Drama is Not a Problem to Solve
It happens all the time in workshops, coaching sessions, and conversations. It happened again last year when I (David) and a colleague facilitated our first live 2-day workshop since the pandemic.
The participants had all read The Power of TED*. They were already familiar with the Dreaded Drama Triangle (DDT) and its toxic interplay between the roles of Victim, Persecutor, and Rescuer. They also knew about the antidote roles of Creator, Challenger, and Coach that make up TED* (*The Empowerment Dynamic)®.
They couldn’t wait to learn more about how to get others and themselves to move beyond the DDT roles and embody and apply TED*.
A vital part of the 2-day curriculum is that we spend most of the afternoon of the first day diving deeper into the triggers that activate the DDT and explore the thoughts, feelings, and behaviors of the roles.
They were growing impatient, however, and then it happened. The question everyone wants to ask: “How do you get someone else to stop being a Victim or Persecutor or Rescuer?” “How do you make them, or myself, shift to a TED* role?”
And then I had my own “Ah-ha” moment and said out loud, “Drama is not a problem to be solved, folks.”
Drama is an inescapable part of the human experience. The DDT roles live inside each and every one of us. The key is to understand them—even befriend them. As Paul Wyman observed in his recent guest “TED* Works!®” blog, they may even be “allies in disguise.”
Acknowledging your drama is where your power lies and is a sign that you are open to some aspect of yourself and your experience that you want to recognize and transform. When your drama comes up, and if it is not looked at and worked with, the pain that caused your reactive drama will go underground and stay there until there’s another triggering moment when it arises again, often with more power and force.
To deny drama works against the desire to transform drama. To reject those parts of you that play the roles of Victim, Persecutor, or Rescuer, at times, and to label them as “bad” gives them more power. Remember, these are roles you play, not who you are.
You cannot change what you cannot see. If you can observe the roles when they arise, you can shift your relationship to those parts of yourself. Then, you open the door to being at choice as to how to respond to the drama you are experiencing.
When drama hits, pause, notice, and inquire: “What just happened that triggered me to go reactive and act out of that role?”

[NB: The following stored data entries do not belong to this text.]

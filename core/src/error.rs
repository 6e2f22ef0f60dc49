use serde::Serialize;

/// Structured error payload returned to MCP callers.
/// Every failure a tool or transport reports is serialized through this shape
/// so clients can branch on `error` without parsing prose.
#[derive(Debug, Clone, PartialEq, Eq, Serialize)]
pub struct ErrorBody {
    /// Machine-readable error code (see [`codes`])
    pub error: String,
    /// Human/agent-readable description of what went wrong
    pub message: String,
    /// Which argument caused the error (validation failures only)
    #[serde(skip_serializing_if = "Option::is_none")]
    pub field: Option<String>,
    /// Upstream HTTP status, when one was observed
    #[serde(skip_serializing_if = "Option::is_none")]
    pub status: Option<u16>,
    /// Underlying cause, only populated at debug verbosity
    #[serde(skip_serializing_if = "Option::is_none")]
    pub detail: Option<String>,
}

/// Error codes used across the server
pub mod codes {
    pub const CONFIG_ERROR: &str = "config_error";
    pub const CONNECTIVITY_ERROR: &str = "connectivity_error";
    pub const AUTHENTICATION_FAILED: &str = "authentication_failed";
    pub const VALIDATION_FAILED: &str = "validation_failed";
    pub const UPSTREAM_ERROR: &str = "upstream_error";
    pub const SESSION_NOT_FOUND: &str = "session_not_found";
    pub const TOOL_NOT_FOUND: &str = "tool_not_found";
    pub const TOOL_EXECUTION_FAILED: &str = "tool_execution_failed";
    pub const INTERNAL_ERROR: &str = "internal_error";
}

/// Process exit codes
pub mod exit {
    pub const SUCCESS: i32 = 0;
    /// Transport or listener failure after startup
    pub const RUNTIME_FAILURE: i32 = 1;
    /// Invalid configuration detected before any network I/O
    pub const CONFIG_ERROR: i32 = 2;
    /// The startup connectivity guard reported a fatal result
    pub const CONNECTIVITY_FAILURE: i32 = 3;
}

#[derive(Debug, Clone, PartialEq, Eq, thiserror::Error)]
pub enum Error {
    #[error("configuration error: {0}")]
    Config(String),

    #[error("cannot reach Grafana at {url}: {cause}")]
    Connectivity { url: String, cause: String, tls: bool },

    #[error("Grafana rejected the credentials (HTTP {status}): {message}")]
    Authentication { status: u16, message: String },

    #[error("invalid argument '{field}': {message}")]
    Validation { field: String, message: String },

    #[error("Grafana API request failed with status {status}: {message}")]
    Upstream { status: u16, message: String },

    #[error("session '{0}' not found")]
    SessionNotFound(String),

    #[error("unknown tool '{0}'")]
    ToolNotFound(String),

    #[error("tool execution failed: {0}")]
    ToolExecution(String),

    #[error("internal error: {0}")]
    Internal(String),
}

pub type Result<T> = std::result::Result<T, Error>;

impl Error {
    pub fn config(message: impl Into<String>) -> Self {
        Self::Config(message.into())
    }

    pub fn validation(field: impl Into<String>, message: impl Into<String>) -> Self {
        Self::Validation {
            field: field.into(),
            message: message.into(),
        }
    }

    pub fn code(&self) -> &'static str {
        match self {
            Self::Config(_) => codes::CONFIG_ERROR,
            Self::Connectivity { .. } => codes::CONNECTIVITY_ERROR,
            Self::Authentication { .. } => codes::AUTHENTICATION_FAILED,
            Self::Validation { .. } => codes::VALIDATION_FAILED,
            Self::Upstream { .. } => codes::UPSTREAM_ERROR,
            Self::SessionNotFound(_) => codes::SESSION_NOT_FOUND,
            Self::ToolNotFound(_) => codes::TOOL_NOT_FOUND,
            Self::ToolExecution(_) => codes::TOOL_EXECUTION_FAILED,
            Self::Internal(_) => codes::INTERNAL_ERROR,
        }
    }

    /// HTTP status reported by Grafana, if this error came from a response.
    pub fn upstream_status(&self) -> Option<u16> {
        match self {
            Self::Authentication { status, .. } | Self::Upstream { status, .. } => Some(*status),
            _ => None,
        }
    }

    pub fn is_tls_failure(&self) -> bool {
        matches!(self, Self::Connectivity { tls: true, .. })
    }

    /// Convert into the caller-facing payload. At normal verbosity internal
    /// causes are withheld; `debug` exposes them under `detail`.
    pub fn to_body(&self, debug: bool) -> ErrorBody {
        let (message, detail) = match self {
            Self::Internal(cause) => ("An internal error occurred".to_string(), cause.clone()),
            Self::Connectivity { url, cause, tls } => {
                let message = if *tls {
                    format!("TLS handshake with Grafana at {url} failed")
                } else {
                    format!("Unable to reach Grafana at {url}")
                };
                (message, cause.clone())
            }
            Self::Validation { message, .. } => (message.clone(), self.to_string()),
            Self::Upstream { message, .. } | Self::Authentication { message, .. } => {
                (message.clone(), self.to_string())
            }
            other => (other.to_string(), other.to_string()),
        };

        ErrorBody {
            error: self.code().to_string(),
            message,
            field: match self {
                Self::Validation { field, .. } => Some(field.clone()),
                _ => None,
            },
            status: self.upstream_status(),
            detail: debug.then_some(detail),
        }
    }
}
/// The resolved, immutable configuration for one tool invocation.
#[derive(Clone, Debug, PartialEq, Eq)]
pub struct RequestConfig {
    base_url: Url,
    credential: Credential,
    tls: TlsOptions,
}

impl RequestConfig {
    pub fn new(base_url: &str, credential: Credential, tls: TlsOptions) -> Result<Self> {
        Ok(Self {
            base_url: parse_base_url(base_url)?,
            credential,
            tls,
        })
    }

    pub fn base_url(&self) -> &Url {
        &self.base_url
    }

    /// Base URL without a trailing slash, suitable for joining paths.
    pub fn base_url_str(&self) -> &str {
        self.base_url.as_str().trim_end_matches('/')
    }

    pub fn credential(&self) -> &Credential {
        &self.credential
    }

    pub fn tls(&self) -> &TlsOptions {
        &self.tls
    }

    pub fn require_credential(&self, operation: &str) -> Result<&Credential> {
        if self.credential.is_none() {
            return Err(Error::config(format!(
                "{operation} requires Grafana credentials; set {} or another credential",
                env::SERVICE_ACCOUNT_TOKEN
            )));
        }
        Ok(&self.credential)
    }
}

/// Case-insensitive view of the HTTP headers that accompanied a request.
/// Empty for the line-oriented transport.
#[derive(Clone, Debug, Default, PartialEq, Eq)]
pub struct RequestHeaders(BTreeMap<String, String>);

impl RequestHeaders {
    pub fn from_pairs<I, K, V>(pairs: I) -> Self
    where
        I: IntoIterator<Item = (K, V)>,
        K: AsRef<str>,
        V: Into<String>,
    {
        let mut map = BTreeMap::new();
        for (key, value) in pairs {
            map.entry(key.as_ref().to_ascii_lowercase())
                .or_insert_with(|| value.into());
        }
        Self(map)
    }

    pub fn get(&self, name: &str) -> Option<&str> {
        self.0.get(&name.to_ascii_lowercase()).map(String::as_str)
    }

    pub fn is_empty(&self) -> bool {
        self.0.is_empty()
    }
}

/// One source of configuration values. Every field is optional; empty
/// strings are normalized away at construction.
#[derive(Clone, Debug, Default, PartialEq, Eq)]
pub struct ConfigLayer {
    pub url: Option<String>,
    pub service_account_token: Option<String>,
    pub api_key: Option<String>,
    pub username: Option<String>,
    pub password: Option<String>,
    pub access_token: Option<String>,
    pub id_token: Option<String>,
    pub tls_cert_file: Option<String>,
    pub tls_key_file: Option<String>,
    pub tls_ca_file: Option<String>,
    pub tls_skip_verify: Option<bool>,
}
async fn patch_dashboard(
    ctx: &ToolContext,
    uid: &str,
    operations: &[Value],
    mut options: SaveOptions,
) -> Result<Value> {
    let source = load_dashboard(ctx, uid, false).await?;
    let mut model = dashboard_model(&source)?.clone();
    apply_operations(&mut model, operations)?;

    let meta = source.get("meta").cloned().unwrap_or(Value::Null);
    if options.folder_uid.is_none() {
        options.folder_uid = meta
            .get("folderUid")
            .and_then(Value::as_str)
            .map(str::to_string);
    }
    let model = Value::Object(model);
    let result = save_dashboard(ctx, &model, &options, true).await?;
    ctx.session()
        .cache_dashboard(uid, json!({"dashboard": model, "meta": meta}));
    Ok(result)
}

fn update_dashboard<'a>(ctx: &'a ToolContext, args: &'a Map<String, Value>) -> ToolFuture<'a> {
    Box::pin(async move {
        let options = SaveOptions {
            folder_uid: arg_optional_string(args, "folderUid")?,
            message: arg_optional_string(args, "message")?,
            user_id: arg_optional_u64(args, "userId")?,
        };
        let overwrite = arg_bool(args, "overwrite", false)?;
        let uid = arg_optional_string(args, "uid")?;
        let operations = match args.get("operations") {
            None | Some(Value::Null) => &[][..],
            Some(Value::Array(items)) => items.as_slice(),
            Some(_) => {
                return Err(Error::validation("operations", "'operations' must be an array"));
            }
        };
        let dashboard = arg_optional_object(args, "dashboard")?;

        let (result, uid) = match (uid, dashboard) {
            (Some(uid), _) if !operations.is_empty() => {
                let uid = path_segment("uid", &uid)?;
                tracing::info!(event = "dashboard.patch", uid = %uid, operations = operations.len());
                (patch_dashboard(ctx, &uid, operations, options).await?, Some(uid))
            }
            (_, Some(dashboard)) => {
                let model = Value::Object(dashboard.clone());
                let result = save_dashboard(ctx, &model, &options, overwrite).await?;
                let uid = dashboard
                    .get("uid")
                    .and_then(Value::as_str)
                    .filter(|uid| !uid.is_empty())
                    .map(str::to_string);
                if let Some(uid) = &uid {
                    ctx.session().cache_dashboard(uid, json!({"dashboard": model}));
                }
                tracing::info!(event = "dashboard.save", uid = uid.as_deref(), overwrite);
                (result, uid)
            }
            _ => {
                return Err(Error::validation(
                    "dashboard",
                    "provide either the dashboard JSON or a uid with operations",
                ));
            }
        };
        Ok(ctx.respond(result, echo([("uid", json!(uid))])))
    })
}

fn str_field<'a>(object: &'a Map<String, Value>, key: &str) -> &'a str {
    object.get(key).and_then(Value::as_str).unwrap_or_default()
}

fn array_field<'a>(object: &'a Map<String, Value>, key: &str) -> &'a [Value] {
    object
        .get(key)
        .and_then(Value::as_array)
        .map(Vec::as_slice)
        .unwrap_or_default()
}

/// Insert `key` only when the string is non-empty.
fn insert_present(target: &mut Map<String, Value>, key: &str, value: &str) {
    if !value.is_empty() {
        target.insert(key.to_string(), Value::String(value.to_string()));
    }
}

fn summarize(uid: &str, dashboard: &Map<String, Value>, meta: Option<&Value>) -> Value {
    let mut summary = Map::new();
    summary.insert("uid".into(), json!(uid));
    summary.insert("title".into(), json!(str_field(dashboard, "title")));
    insert_present(&mut summary, "description", str_field(dashboard, "description"));

    let tags: Vec<&str> = array_field(dashboard, "tags")
        .iter()
        .filter_map(Value::as_str)
        .collect();
    if !tags.is_empty() {
        summary.insert("tags".into(), json!(tags));
    }
    insert_present(&mut summary, "refresh", str_field(dashboard, "refresh"));

    let panels = array_field(dashboard, "panels");
    summary.insert("panelCount".into(), json!(panels.len()));
    let panel_summaries: Vec<Value> = panels
        .iter()
        .filter_map(Value::as_object)
        .map(summarize_panel)
        .collect();
    summary.insert("panels".into(), Value::Array(panel_summaries));

    let time = dashboard.get("time").and_then(Value::as_object);
    summary.insert(
        "timeRange".into(),
        json!({
            "from": time.map(|t| str_field(t, "from")).unwrap_or_default(),
            "to": time.map(|t| str_field(t, "to")).unwrap_or_default(),
        }),
    );

    let variables: Vec<Value> = dashboard
        .get("templating")
        .and_then(Value::as_object)
        .map(|templating| array_field(templating, "list"))
        .unwrap_or_default()
        .iter()
        .filter_map(Value::as_object)
        .map(|variable| {
            let mut out = Map::new();
            out.insert("name".into(), json!(str_field(variable, "name")));
            out.insert("type".into(), json!(str_field(variable, "type")));
            insert_present(&mut out, "label", str_field(variable, "label"));
            Value::Object(out)
        })
        .collect();
    if !variables.is_empty() {
        summary.insert("variables".into(), Value::Array(variables));
    }

    if let Some(meta) = meta.filter(|m| m.as_object().is_some_and(|m| !m.is_empty())) {
        summary.insert("meta".into(), meta.clone());
    }
    Value::Object(summary)
}

fn summarize_panel(panel: &Map<String, Value>) -> Value {
    let id = panel
        .get("id")
        .and_then(|id| id.as_i64().or_else(|| id.as_f64().map(|f| f as i64)))
        .unwrap_or(0);
    let mut out = Map::new();
    out.insert("id".into(), json!(id));
    out.insert("title".into(), json!(str_field(panel, "title")));
    out.insert("type".into(), json!(str_field(panel, "type")));
    out.insert("queryCount".into(), json!(array_field(panel, "targets").len()));
    insert_present(&mut out, "description", str_field(panel, "description"));
    Value::Object(out)
}

fn panel_queries(dashboard: &Map<String, Value>) -> Result<Vec<Value>> {
    let panels = dashboard
        .get("panels")
        .and_then(Value::as_array)
        .ok_or_else(|| Error::ToolExecution("dashboard does not contain a panels array".into()))?;

    let mut queries = Vec::new();
    for panel in panels.iter().filter_map(Value::as_object) {
        let mut datasource = Map::new();
        if let Some(source) = panel.get("datasource").and_then(Value::as_object) {
            for key in ["uid", "type"] {
                if let Some(value) = source.get(key) {
                    datasource.insert(key.to_string(), value.clone());
                }
            }
        }
        let title = panel.get("title").cloned().unwrap_or_else(|| json!(""));
        for target in array_field(panel, "targets").iter().filter_map(Value::as_object) {
            let expr = str_field(target, "expr");
            if !expr.is_empty() {
                queries.push(json!({
                    "title": title,
                    "query": expr,
                    "datasource": datasource,
                }));
            }
        }
    }
    Ok(queries)
}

Many times, as we have written about before, the drama roles are seeking to protect you (“Layers of Protection”). Other times they can serve as Challengers that have something to teach you.
Life is a learning laboratory. Being able to view your drama with curiosity and appreciation for the protection and lessons learned expands your ability to anticipate when you may be triggered and what choices you can make.
Doing so paves the way for consciously shifting into the TED* roles without denying, minimizing, or making wrong the DDT roles. The Empowerment Dynamic set of relationship roles transcends—and includes—the drama roles we know so well.
As we have been exploring this month, the key is to love and leverage ALL of your parts—and to marvel at the magnificence of the human journey.